In the past, to earn livelihood, our forefathers had to toil hard in the sun or rain - clearing the thick jungle by felling trees and burning them up when dried, preparing the soil with spades, sowing the seeds and nurturing the crops by weeding out the unwanted plants, reaping the harvest, and finally, carrying the grains physically from the thresholds in the fields traversing along the long distance, winding and narrow footpaths through rugged hills to the barn or storehouse in their homes.
The commonly grown crops included staple foods such as rice, maize and millets, and cash crops such as castor, mustard, sunflower and others.
They also grow vegetable crops such as brinjal (eggplant), pumpkins, peas, varieties of beans, root crops, etc.
When most of the cultivated crops have been harvested, the community led by the village priest performs, on a particular day during this season, the customary thanks giving rites to God for the bountiful blessing they received.
On this day, they played certain sports competition like shot-put, suhtum khaw i.e.throwing the rice ponder, sielkal i.e.jumping over a standing mithun, wrestling, tug-of-war, etc.
Harvesting of all the crops, however, is not completed in autumn.

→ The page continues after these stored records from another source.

use std::env;
use std::sync::{Mutex, OnceLock};

use salit_cli::commands::{analyze, doctor, migrate, recommend};
use serde_json::Value;

#[test]
fn migrate_returns_success_with_valid_env() {
    with_env(&[("SALIT_DATABASE_URL", "sqlite::memory:")], || {
        let result = migrate::run();
        assert_eq!(result.exit_code, 0, "expected successful migrate run");

        let payload = parse_payload(&result.output);
        assert_eq!(payload["command"], "migrate");
        assert_eq!(payload["status"], "ok");
    });
}

#[test]
fn migrate_returns_connectivity_failure_with_unreachable_database() {
    with_env(
        &[("SALIT_DATABASE_URL", "sqlite:///definitely/not/here/salit.db")],
        || {
            let result = migrate::run();
            assert_eq!(result.exit_code, 4, "expected db connectivity failure code");

            let payload = parse_payload(&result.output);
            assert_eq!(payload["status"], "error");
            assert_eq!(payload["error_class"], "db_connectivity");
        },
    );
}

#[test]
fn analyze_reports_zero_counts_for_empty_history() {
    with_env(&[("SALIT_DATABASE_URL", "sqlite::memory:")], || {
        let result = analyze::run("user-1");
        assert_eq!(result.exit_code, 0, "expected successful analyze run");

        let payload = parse_payload(&result.output);
        assert_eq!(payload["command"], "analyze");
        assert_eq!(payload["status"], "ok");
        assert_eq!(
            payload["message"],
            "processed 0 products, generated 0 predictions"
        );
    });
}

#[test]
fn analyze_rejects_blank_user() {
    with_env(&[("SALIT_DATABASE_URL", "sqlite::memory:")], || {
        let result = analyze::run("   ");
        assert_eq!(result.exit_code, 6, "expected missing user failure code");

        let payload = parse_payload(&result.output);
        assert_eq!(payload["status"], "error");
        assert_eq!(payload["error_class"], "missing_user");
    });
}

#[test]
fn recommend_falls_back_to_static_table() {
    let state_dir = tempfile::tempdir().expect("tempdir");
    let state_path = state_dir.path().join("state.json");

    with_env(
        &[
            ("SALIT_DATABASE_URL", "sqlite::memory:"),
            ("SALIT_RECOMMENDER_STATE_PATH", state_path.to_str().expect("utf-8 path")),
        ],
        || {
            let result = recommend::run("פסטה");
            assert_eq!(result.exit_code, 0, "expected successful recommend run");

            let payload = parse_payload(&result.output);
            assert_eq!(payload["command"], "recommend");
            assert_eq!(payload["message"], "רוטב עגבניות, גבינה צהובה");
        },
    );
}

#[test]
fn doctor_json_reports_pass_with_valid_env() {
    with_env(&[("SALIT_DATABASE_URL", "sqlite::memory:")], || {
        let result = doctor::run(true);
        assert_eq!(result.exit_code, 0, "expected passing doctor exit code");

        let payload = parse_payload(&result.output);
        assert_eq!(payload["overall_status"], "pass");
        let checks = payload["checks"].as_array().expect("checks array");
        assert_eq!(checks.len(), 3);
    });
}

#[test]
fn doctor_exits_nonzero_when_database_is_unreachable() {
    with_env(
        &[("SALIT_DATABASE_URL", "sqlite:///definitely/not/here/salit.db")],
        || {
            let result = doctor::run(true);
            assert_eq!(result.exit_code, 6, "expected failing doctor exit code");

            let payload = parse_payload(&result.output);
            assert_eq!(payload["overall_status"], "fail");
            let checks = payload["checks"].as_array().expect("checks array");
            assert!(checks
                .iter()
                .any(|check| check["name"] == "database_connectivity"
                    && check["status"] == "fail"));
        },
    );
}

fn parse_payload(output: &str) -> Value {
    serde_json::from_str(output).expect("command output should be valid JSON")
}

fn with_env(vars: &[(&str, &str)], test_fn: impl FnOnce()) {
    static ENV_LOCK: OnceLock<Mutex<()>> = OnceLock::new();
    let _guard =
        ENV_LOCK.get_or_init(|| Mutex::new(())).lock().expect("env mutex should not be poisoned");

    let keys = [
        "SALIT_DATABASE_URL",
        "SALIT_LOG_LEVEL",
        "SALIT_LOG_FORMAT",
        "SALIT_RECOMMENDER_STATE_PATH",
        "SALIT_BIND_ADDRESS",
        "SALIT_PORT",
        "SALIT_HEALTH_PORT",
    ];

    let previous_values: Vec<(&str, Option<String>)> =
        keys.iter().map(|key| (*key, env::var(key).ok())).collect();

    for key in &keys {
        env::remove_var(key);
    }
    for (key, value) in vars {
        env::set_var(key, value);
    }

    test_fn();

    for (key, value) in previous_values {
        if let Some(value) = value {
            env::set_var(key, value);
        } else {
            env::remove_var(key);
        }
    }
}
use crate::commands::CommandResult;
use salit_core::config::{AppConfig, LoadOptions};
use salit_core::{JsonFileStore, Recommender, SystemClock};

pub fn run(item: &str) -> CommandResult {
    let config = match AppConfig::load(LoadOptions::default()) {
        Ok(config) => config,
        Err(error) => {
            return CommandResult::failure(
                "recommend",
                "config_validation",
                format!("configuration issue: {error}"),
                2,
            );
        }
    };

    let recommender = Recommender::new(
        Box::new(JsonFileStore::new(config.recommender.state_path)),
        Box::new(SystemClock),
    );

    let suggestions = recommender.get_recommendations(item);
    if suggestions.is_empty() {
        return CommandResult::success("recommend", format!("no recommendations for `{item}`"));
    }

    CommandResult::success("recommend", suggestions.join(", "))
}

Yet, it is this Chavang, every one eagerly waits to welcome with smiles because it is the only season of the year during which the storehouse of every household gets filled that people not only happily forget their sufferings and sweats but also feel more lively and beautiful.
In Delhi & NCR, our community is composed of public or private sector employees and students, and not the hard toiling cultivators.

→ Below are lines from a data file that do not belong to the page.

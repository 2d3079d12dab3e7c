use std::collections::HashMap;

use chrono::{DateTime, Utc};
use serde::{Deserialize, Serialize};

/// How often a companion was co-purchased with its anchor, and when last.
#[derive(Clone, Copy, Debug, PartialEq, Eq, Serialize, Deserialize)]
pub struct CompanionStat {
    pub count: u32,
    pub last_purchased: DateTime<Utc>,
}

/// Persisted co-occurrence map: anchor name → companion name → stat.
///
/// Names are case-sensitive as entered. The whole map round-trips through
/// a single JSON blob in the local state store.
#[derive(Clone, Debug, Default, PartialEq, Serialize, Deserialize)]
#[serde(transparent)]
pub struct CoOccurrenceState {
    pub anchors: HashMap<String, HashMap<String, CompanionStat>>,
}

impl CoOccurrenceState {
    pub fn from_blob(blob: &str) -> Result<Self, serde_json::Error> {
        serde_json::from_str(blob)
    }

    pub fn to_blob(&self) -> Result<String, serde_json::Error> {
        serde_json::to_string(self)
    }

    /// Counts one co-purchase of `companion` alongside `anchor`.
    pub fn record(&mut self, anchor: &str, companion: &str, now: DateTime<Utc>) {
        let stat = self
            .anchors
            .entry(anchor.to_string())
            .or_default()
            .entry(companion.to_string())
            .or_insert(CompanionStat { count: 0, last_purchased: now });
        stat.count += 1;
        stat.last_purchased = now;
    }

    pub fn companions(&self, anchor: &str) -> Option<&HashMap<String, CompanionStat>> {
        self.anchors.get(anchor)
    }

    pub fn is_empty(&self) -> bool {
        self.anchors.is_empty()
    }
}
pub mod commands;

use clap::{Parser, Subcommand};
use std::process::ExitCode;

#[derive(Debug, Parser)]
#[command(
    name = "salit",
    about = "Salit operator CLI",
    long_about = "Operate salit migrations, analytics runs, recommendation queries, and readiness checks.",
    after_help = "Examples:\n  salit migrate\n  salit analyze --user user-1\n  salit recommend פסטה\n  salit doctor --json"
)]
pub struct Cli {
    #[command(subcommand)]
    command: Command,
}

#[derive(Debug, Subcommand)]
enum Command {
    #[command(about = "Apply pending database migrations and return structured status output")]
    Migrate,
    #[command(about = "Run the purchase analytics batch for one user")]
    Analyze {
        #[arg(long, help = "User identity to analyze")]
        user: String,
    },
    #[command(about = "Query companion recommendations for an item")]
    Recommend {
        #[arg(help = "Anchor item name")]
        item: String,
    },
    #[command(about = "Validate config, database connectivity, and recommender state readiness")]
    Doctor {
        #[arg(long, help = "Emit machine-readable JSON output")]
        json: bool,
    },
}

pub fn run() -> ExitCode {
    let cli = Cli::parse();

    let result = match cli.command {
        Command::Migrate => commands::migrate::run(),
        Command::Analyze { user } => commands::analyze::run(&user),
        Command::Recommend { item } => commands::recommend::run(&item),
        Command::Doctor { json } => commands::doctor::run(json),
    };

    println!("{}", result.output);
    ExitCode::from(result.exit_code)
}
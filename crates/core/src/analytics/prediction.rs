use chrono::{DateTime, Utc};

use crate::domain::analytics::ProductAnalytics;
use crate::domain::prediction::PredictedItem;

use super::{
    round2, FREQUENCY_RATIO_THRESHOLD, MAX_PREDICTIONS, MAX_PREDICTION_CONFIDENCE,
    MIN_PREDICTION_CONFIDENCE, SECONDS_PER_DAY,
};

/// Derives "time to rebuy" suggestions from per-product analytics rows.
///
/// A product qualifies once at least 80% of its typical repurchase interval
/// has elapsed since the last purchase. Results are ranked by confidence
/// and capped at [`MAX_PREDICTIONS`].
pub fn generate_predictions(
    analytics: &[ProductAnalytics],
    now: DateTime<Utc>,
) -> Vec<PredictedItem> {
    let mut predictions: Vec<PredictedItem> = analytics
        .iter()
        .filter_map(|product| predict_product(product, now))
        .collect();

    predictions.sort_by(|a, b| {
        b.confidence
            .partial_cmp(&a.confidence)
            .unwrap_or(std::cmp::Ordering::Equal)
            .then_with(|| a.product_name.cmp(&b.product_name))
    });
    predictions.truncate(MAX_PREDICTIONS);
    predictions
}

fn predict_product(product: &ProductAnalytics, now: DateTime<Utc>) -> Option<PredictedItem> {
    let last_purchased_at = product.last_purchased_at?;
    let frequency_days = product.purchase_frequency_days?;
    if frequency_days <= 0.0 {
        return None;
    }

    let days_since_last = (now - last_purchased_at).num_seconds() as f64 / SECONDS_PER_DAY;
    let frequency_ratio = days_since_last / frequency_days;

    if frequency_ratio < FREQUENCY_RATIO_THRESHOLD {
        return None;
    }

    let confidence = round2(
        (frequency_ratio - 0.2).clamp(MIN_PREDICTION_CONFIDENCE, MAX_PREDICTION_CONFIDENCE),
    );

    Some(PredictedItem {
        product_name: product.product_name.clone(),
        category: product.category.clone(),
        confidence,
        predicted_quantity: product.average_quantity.ceil() as u32,
        reason: format!(
            "Usually purchased every {} days. Last purchased {} days ago.",
            frequency_days.round() as i64,
            days_since_last.round() as i64
        ),
    })
}

/// Mean confidence across the emitted predictions, 0 when there are none.
pub fn overall_confidence(predictions: &[PredictedItem]) -> f64 {
    if predictions.is_empty() {
        return 0.0;
    }

    let sum: f64 = predictions.iter().map(|prediction| prediction.confidence).sum();
    round2(sum / predictions.len() as f64)
}
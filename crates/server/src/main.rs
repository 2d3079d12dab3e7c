mod bootstrap;
mod health;
mod routes;

use anyhow::Result;
use salit_core::config::{AppConfig, LoadOptions};

fn init_logging(config: &AppConfig) {
    use salit_core::config::LogFormat::*;
    use tracing::Level;

    let log_level = config.logging.level.parse::<Level>().unwrap_or(Level::INFO);

    match config.logging.format {
        Compact => {
            tracing_subscriber::fmt().with_target(false).with_max_level(log_level).compact().init();
        }
        Pretty => {
            tracing_subscriber::fmt().with_target(false).with_max_level(log_level).pretty().init();
        }
        Json => {
            tracing_subscriber::fmt().with_target(false).with_max_level(log_level).json().init();
        }
    }
}

#[tokio::main]
async fn main() -> Result<()> {
    run().await
}

pub async fn run() -> Result<()> {
    // Load config and initialize logging before any other operations
    let config = AppConfig::load(LoadOptions::default())?;
    init_logging(&config);

    let app = bootstrap::bootstrap_with_config(config).await?;

    health::spawn(
        &app.config.server.bind_address,
        app.config.server.health_check_port,
        app.db_pool.clone(),
    )
    .await?;

    let bind = format!("{}:{}", app.config.server.bind_address, app.config.server.port);
    let listener = tokio::net::TcpListener::bind(&bind).await?;

    tracing::info!(
        event_name = "system.server.started",
        bind_address = %bind,
        "salit-server started"
    );

    axum::serve(listener, routes::router(app.state))
        .with_graceful_shutdown(wait_for_shutdown())
        .await?;

    tracing::info!(event_name = "system.server.stopping", "salit-server stopping");

    Ok(())
}

async fn wait_for_shutdown() {
    if let Err(error) = tokio::signal::ctrl_c().await {
        tracing::error!(
            event_name = "system.server.signal_error",
            error = %error,
            "could not listen for shutdown signal"
        );
    }
}
use chrono::{DateTime, Utc};
use sqlx::Row;
use tracing::warn;
use uuid::Uuid;

use salit_core::ItemRecord;

use super::{ItemHistoryRepository, RepositoryError};
use crate::DbPool;

pub struct SqlItemHistoryRepository {
    pool: DbPool,
}

impl SqlItemHistoryRepository {
    pub fn new(pool: DbPool) -> Self {
        Self { pool }
    }
}

#[async_trait::async_trait]
impl ItemHistoryRepository for SqlItemHistoryRepository {
    async fn list_for_user(&self, user_id: &str) -> Result<Vec<ItemRecord>, RepositoryError> {
        let rows = sqlx::query(
            "SELECT name, category, quantity, created_at, completed_at
             FROM shopping_items
             WHERE user_id = ?1
             ORDER BY created_at ASC",
        )
        .bind(user_id)
        .fetch_all(&self.pool)
        .await?;

        let mut records = Vec::with_capacity(rows.len());
        for row in rows {
            let quantity: i64 = row.get("quantity");
            let record = ItemRecord {
                name: row.get("name"),
                category: row.get("category"),
                quantity: u32::try_from(quantity).unwrap_or(0),
                created_at: row.get::<DateTime<Utc>, _>("created_at"),
                completed_at: row.get::<Option<DateTime<Utc>>, _>("completed_at"),
            };

            // History rows predate validation; drop malformed ones instead
            // of failing the whole read.
            match record.validate() {
                Ok(()) => records.push(record),
                Err(error) => {
                    warn!(
                        event_name = "item_history.row_invalid",
                        user_id,
                        error = %error,
                        "skipping malformed history row"
                    );
                }
            }
        }

        Ok(records)
    }

    async fn insert(&self, user_id: &str, record: &ItemRecord) -> Result<(), RepositoryError> {
        record.validate().map_err(|error| RepositoryError::Decode(error.to_string()))?;

        sqlx::query(
            "INSERT INTO shopping_items (id, user_id, name, category, quantity, created_at, completed_at)
             VALUES (?1, ?2, ?3, ?4, ?5, ?6, ?7)",
        )
        .bind(Uuid::new_v4().to_string())
        .bind(user_id)
        .bind(&record.name)
        .bind(&record.category)
        .bind(i64::from(record.quantity))
        .bind(record.created_at)
        .bind(record.completed_at)
        .execute(&self.pool)
        .await?;

        Ok(())
    }
}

However, the season which just switches over from the unbearable summer makes it more festive.
Like any other festivals seen in different communities around the world, the celebration of Chavang Kut, as a tradition, fosters the spirit of love and bond among the community members.
While enjoying festival, howsoever the celebration is, it is important that one is not carried away from the original spirit of the festival, which as our valued culture and tradition, must be upheld, preserved and passed it on to the new generation, especially, who are born and brought up in Delhi & NCR and have never had first-hand experience of the original Chavang Kut in our hometowns.
As has been stated above, the spirit of love and joy in the harvesting festival ever remains relevant to all walks of life and the Chavang Kut committee, therefore, earnestly appeals to all the adult members of the community - young and old - to responsibly involve and participate in whatever capacity they can to promote, uphold, preserve and propagate the values of our identity - tradition, custom and culture.